To help balance the state budget, a plan is in place to reduce 
inmate populations at state facilities such as San Quentin.

As police officers and deputies are being laid off across California, the idea is almost breathtaking: Reduce California's prison population by 27,300 inmates, partly by letting some out of the gates.

The plan, part of Gov. Arnold Schwarzenegger's piecemeal effort to balance the budget, is designed to trim corrections spending by $1.2 billion.

But it has rattled the nerves of local law enforcement leaders and crime victim advocates who say the loss of front-line officers has made communities vulnerable. They wonder how the state will keep its vow to release only low-risk offenders and keep tabs on them. 

"Let's hope they get it right, shall we?" said Marc Klaas, who became one of California's most prominent crime victims in 1993 when his 12-year-old daughter Polly was abducted and murdered by a convicted kidnapper and robber who was out on parole.

State officials say they will tread carefully. Those released, they say, will be low-risk offenders who have been evaluated to determine whether they can be released safely with GPS monitoring.

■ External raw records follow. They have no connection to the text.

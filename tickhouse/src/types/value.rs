use std::str::FromStr;
use std::sync::LazyLock;

use bigdecimal::BigDecimal;
use chrono::{DateTime, NaiveDate};

use crate::error::{TickError, TickResult};
use crate::types::TypeIndex;

/// Largest value representable by the target Decimal(38, 12) column.
///
/// Decimal values and the decimal64 sentinel max/min and infinities are clamped
/// to this boundary rather than rejected.
pub const DECIMAL_MAX_STR: &str = "99999999999999999999999999.999999999999";

/// Lower bound of the target DateTime64(9) range, in nanoseconds since epoch
/// (1900-01-01 00:00:00 UTC).
pub const DATETIME64_MIN_NANOS: i64 = -2_208_988_800_000_000_000;

/// Upper bound of the target DateTime64(9) range, in nanoseconds since epoch
/// (2262-04-11, the i64 nanosecond limit).
pub const DATETIME64_MAX_NANOS: i64 = i64::MAX;

static DECIMAL_MAX: LazyLock<BigDecimal> =
    LazyLock::new(|| BigDecimal::from_str(DECIMAL_MAX_STR).expect("decimal max literal is valid"));

/// Returns the largest representable target decimal value.
pub fn decimal_max() -> &'static BigDecimal {
    &DECIMAL_MAX
}

/// A 64-bit decimal float value in its canonical decoded form.
///
/// The source encodes special values as sentinels; only the infinities need a
/// distinct representation here, the sentinel max/min decode into ordinary
/// values beyond the target range and get clamped on encode.
#[derive(Debug, Clone, PartialEq)]
pub enum Decimal64 {
    PositiveInfinity,
    NegativeInfinity,
    Value(BigDecimal),
}

impl Decimal64 {
    /// Parses a decimal from its canonical string form.
    pub fn parse(input: &str) -> TickResult<Decimal64> {
        match input.trim() {
            "Infinity" | "+Infinity" => Ok(Decimal64::PositiveInfinity),
            "-Infinity" => Ok(Decimal64::NegativeInfinity),
            other => Ok(Decimal64::Value(BigDecimal::from_str(other)?)),
        }
    }
}

impl From<BigDecimal> for Decimal64 {
    fn from(value: BigDecimal) -> Self {
        Decimal64::Value(value)
    }
}

/// A nested object value: the concrete type name plus the fields the source
/// actually carried for this instance.
#[derive(Debug, Clone, PartialEq)]
pub struct ObjectValue {
    pub type_name: String,
    pub fields: Vec<(String, TickValue)>,
}

impl ObjectValue {
    pub fn new(type_name: impl Into<String>, fields: Vec<(String, TickValue)>) -> Self {
        Self {
            type_name: type_name.into(),
            fields,
        }
    }

    /// Looks up a field value by source field name.
    pub fn field(&self, name: &str) -> Option<&TickValue> {
        self.fields
            .iter()
            .find(|(n, _)| n == name)
            .map(|(_, v)| v)
    }
}

/// A decoded source field value.
#[derive(Debug, Clone, PartialEq)]
pub enum TickValue {
    Null,
    Int8(i8),
    Int16(i16),
    Int32(i32),
    Int64(i64),
    F32(f32),
    F64(f64),
    Decimal64(Decimal64),
    Bool(bool),
    Char(char),
    Varchar(String),
    Binary(Vec<u8>),
    /// Enum constant name.
    Enum(String),
    /// Nanoseconds since epoch.
    Timestamp(i64),
    /// Milliseconds since midnight.
    TimeOfDay(i32),
    Array(Vec<TickValue>),
    Object(ObjectValue),
}

impl TickValue {
    pub fn is_null(&self) -> bool {
        matches!(self, TickValue::Null)
    }
}

/// One record read from the source cursor.
///
/// `values` is aligned with the field order of the record type identified by
/// `type_index`; absent fields are [`TickValue::Null`].
#[derive(Debug, Clone, PartialEq)]
pub struct Record {
    pub type_index: TypeIndex,
    /// Nanoseconds since epoch.
    pub timestamp: i64,
    pub instrument: String,
    pub values: Vec<TickValue>,
}

impl Record {
    pub fn new(
        type_index: TypeIndex,
        timestamp: i64,
        instrument: impl Into<String>,
        values: Vec<TickValue>,
    ) -> Self {
        Self {
            type_index,
            timestamp,
            instrument: instrument.into(),
            values,
        }
    }
}

/// An encoded target column value.
///
/// Cells are what the codec engine produces and what the target client binds
/// into batch inserts, in flattened column order.
#[derive(Debug, Clone, PartialEq)]
pub enum Cell {
    Null,
    UInt8(u8),
    I8(i8),
    I16(i16),
    I32(i32),
    I64(i64),
    F32(f32),
    F64(f64),
    Decimal(BigDecimal),
    String(String),
    Binary(Vec<u8>),
    /// Nanoseconds since epoch.
    DateTime64(i64),
    Date(NaiveDate),
    Array(Vec<Cell>),
}

/// A complete encoded row in flattened column order.
#[derive(Debug, Clone, PartialEq)]
pub struct Row {
    pub values: Vec<Cell>,
}

impl Row {
    pub fn new(values: Vec<Cell>) -> Self {
        Self { values }
    }
}

/// Converts an epoch-nanosecond timestamp into the date used for the partition
/// column.
pub fn partition_date(timestamp_nanos: i64) -> NaiveDate {
    let secs = timestamp_nanos.div_euclid(1_000_000_000);
    let nanos = timestamp_nanos.rem_euclid(1_000_000_000) as u32;

    DateTime::from_timestamp(secs, nanos)
        .map(|dt| dt.date_naive())
        .unwrap_or(NaiveDate::from_ymd_opt(1970, 1, 1).expect("epoch date is valid"))
}

/// Clamps an epoch-nanosecond timestamp to the representable DateTime64(9)
/// range. Out-of-range values are silently clamped, never rejected.
pub fn clamp_timestamp(timestamp_nanos: i64) -> i64 {
    timestamp_nanos.clamp(DATETIME64_MIN_NANOS, DATETIME64_MAX_NANOS)
}

/// Clamps a decimal to the representable Decimal(38, 12) range.
pub fn clamp_decimal(value: BigDecimal) -> BigDecimal {
    let max = decimal_max();
    if value > *max {
        max.clone()
    } else if value < -max {
        -max.clone()
    } else {
        value
    }
}

/// Re-encodes a decimal64 value for the target decimal column, clamping the
/// infinities and any out-of-range magnitude to the representable boundary.
pub fn encode_decimal64(value: &Decimal64) -> BigDecimal {
    match value {
        Decimal64::PositiveInfinity => decimal_max().clone(),
        Decimal64::NegativeInfinity => -decimal_max().clone(),
        Decimal64::Value(v) => clamp_decimal(v.clone()),
    }
}

impl TryFrom<&str> for Decimal64 {
    type Error = TickError;

    fn try_from(value: &str) -> Result<Self, Self::Error> {
        Decimal64::parse(value)
    }
}

impl FromStr for Decimal64 {
    type Err = TickError;

    fn from_str(s: &str) -> Result<Self, Self::Err> {
        Decimal64::parse(s)
    }
}

impl TickValue {
    /// Parses a decimal field value from its canonical string form.
    pub fn decimal_from_str(input: &str) -> TickResult<TickValue> {
        Decimal64::parse(input).map(TickValue::Decimal64)
    }
}

#[cfg(test)]
mod tests {
    use super::*;

    #[test]
    fn test_decimal_parse_infinities() {
        assert_eq!(
            Decimal64::parse("Infinity").unwrap(),
            Decimal64::PositiveInfinity
        );
        assert_eq!(
            Decimal64::parse("-Infinity").unwrap(),
            Decimal64::NegativeInfinity
        );
        assert_eq!(
            Decimal64::parse("12.5").unwrap(),
            Decimal64::Value(BigDecimal::from_str("12.5").unwrap())
        );
    }

    #[test]
    fn test_encode_decimal64_clamps_infinities() {
        assert_eq!(
            encode_decimal64(&Decimal64::PositiveInfinity),
            *decimal_max()
        );
        assert_eq!(
            encode_decimal64(&Decimal64::NegativeInfinity),
            -decimal_max().clone()
        );
    }

    #[test]
    fn test_encode_decimal64_clamps_out_of_range() {
        let beyond = BigDecimal::from_str("1e30").unwrap();
        assert_eq!(
            encode_decimal64(&Decimal64::Value(beyond)),
            *decimal_max()
        );

        let in_range = BigDecimal::from_str("-42.000000000001").unwrap();
        assert_eq!(
            encode_decimal64(&Decimal64::Value(in_range.clone())),
            in_range
        );
    }

    #[test]
    fn test_clamp_timestamp() {
        assert_eq!(clamp_timestamp(0), 0);
        assert_eq!(clamp_timestamp(i64::MIN), DATETIME64_MIN_NANOS);
    }

    #[test]
    fn test_partition_date() {
        // 2024-03-15 12:00:00 UTC
        let ts = 1_710_504_000_000_000_000;
        assert_eq!(
            partition_date(ts),
            NaiveDate::from_ymd_opt(2024, 3, 15).unwrap()
        );
    }
}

Corrections officials said they do not consider the plan to be an "early release" program, because most of the reductions to the inmate population would come through other methods: Nonviolent offenders who violate parole would not automatically be returned to prison; inmates who are not U.S. citizens could be turned over to federal authorities for deportation; and some offenders would remain in county jail rather than end up in state prison.

"I don't think people should be concerned about us opening up the gates and letting the inmates go, because that's not the plan," said Matthew Cate, director of the state Department of Corrections and Rehabilitation.

But when word of the plan emerged during budget negotiations last month, one Republican labeled it "radioactive," and legislators are expected to begin tackling the issue immediately upon their return from recess on Aug. 17.

"There are portions of the plan the speaker believes should be examined when the Legislature returns in August, including the establishment of a sentence reform commission," Shannon Murphy, spokeswoman for Assembly Speaker Karen Bass, said in a statement. "With recidivism rates at an all-time high, Speaker Bass wants to be smart on crime not soft on crime.

"Corrections has had a five-fold increase in its budget since 1994. That's untenable, especially in this economy. The savings that will be pursued moving forward have to be considered with maintaining public safety as the top priority."

Settling the issue is critical. Without an agreement, Gov. Arnold Schwarzenegger's administration will not realize the monthly savings of $100 million expected from the prison population reduction, and cuts will have to be made elsewhere, Cate noted.

Local law enforcement officials say they are concerned, but realistic.

"The bottom line is, public safety is going to be impacted," Sacramento County Sheriff John McGinness said. "It would be foolish to believe otherwise."

The sheriff questions how corrections officials plan to limit releases to nonviolent, low-risk offenders.

"This misnomer of nonviolent, nonserious offenders being released from prison there are just not a lot of those in prison," he said. "To have them released into the community is not going to work."

However, McGinness and other law enforcement leaders say they understand that changes have to be made because the state's prisons are overcrowded and the state must move before a federal court takes its own actions to reduce inmate populations.

"You have to do something," Yolo County Sheriff Ed Prieto said. "I don't have the slightest idea, in all honesty, how we're going to combat this issue."

The governor's plan would cut the state's prison population of 167,700 inmates by roughly 27,300 over the next fiscal year. In the main, the proposal relies on various maneuvers and reclassifications to get those numbers down.

For instance, 8,500 felons who are not citizens could have their sentences commuted by the governor, then be turned over to federal authorities for deportation. The administration says only inmates who have not committed a violent or sex-related offense and who have no more than one felony conviction would be considered.